• [Problem]: Write out all the data again, exactly.

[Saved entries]

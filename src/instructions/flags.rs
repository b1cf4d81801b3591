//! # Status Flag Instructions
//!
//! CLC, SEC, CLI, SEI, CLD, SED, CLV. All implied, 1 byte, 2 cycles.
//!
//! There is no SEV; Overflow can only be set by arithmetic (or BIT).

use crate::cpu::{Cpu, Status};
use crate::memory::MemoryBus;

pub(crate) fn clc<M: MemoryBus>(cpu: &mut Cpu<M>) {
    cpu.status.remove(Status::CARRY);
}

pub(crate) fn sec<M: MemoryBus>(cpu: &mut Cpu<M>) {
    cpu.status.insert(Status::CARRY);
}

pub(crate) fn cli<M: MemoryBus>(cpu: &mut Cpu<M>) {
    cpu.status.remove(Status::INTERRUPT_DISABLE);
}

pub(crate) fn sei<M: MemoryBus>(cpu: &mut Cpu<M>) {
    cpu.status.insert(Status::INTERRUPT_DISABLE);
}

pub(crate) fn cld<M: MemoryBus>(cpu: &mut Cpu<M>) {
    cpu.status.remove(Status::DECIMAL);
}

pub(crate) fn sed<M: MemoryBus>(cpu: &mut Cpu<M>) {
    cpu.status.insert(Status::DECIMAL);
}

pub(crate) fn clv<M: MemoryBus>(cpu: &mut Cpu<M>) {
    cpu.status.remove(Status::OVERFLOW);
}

• [Answer]:
filename src/instructions/flags.rs
repository b1cf4d81801b3591
//! # Status Flag Instructions
//!
//! CLC, SEC, CLI, SEI, CLD, SED, CLV. All implied, 1 byte, 2 cycles.
//!
//! There is no SEV; Overflow can only be set by arithmetic (or BIT).

use crate::cpu::{Cpu, Status};
use crate::memory::MemoryBus;

pub(crate) fn clc<M: MemoryBus>(cpu: &mut Cpu<M>) {
    cpu.status.remove(Status::CARRY);
}

pub(crate) fn sec<M: MemoryBus>(cpu: &mut Cpu<M>) {
    cpu.status.insert(Status::CARRY);
}

pub(crate) fn cli<M: MemoryBus>(cpu: &mut Cpu<M>) {
    cpu.status.remove(Status::INTERRUPT_DISABLE);
}

pub(crate) fn sei<M: MemoryBus>(cpu: &mut Cpu<M>) {
    cpu.status.insert(Status::INTERRUPT_DISABLE);
}

pub(crate) fn cld<M: MemoryBus>(cpu: &mut Cpu<M>) {
    cpu.status.remove(Status::DECIMAL);
}

pub(crate) fn sed<M: MemoryBus>(cpu: &mut Cpu<M>) {
    cpu.status.insert(Status::DECIMAL);
}

pub(crate) fn clv<M: MemoryBus>(cpu: &mut Cpu<M>) {
    cpu.status.remove(Status::OVERFLOW);
}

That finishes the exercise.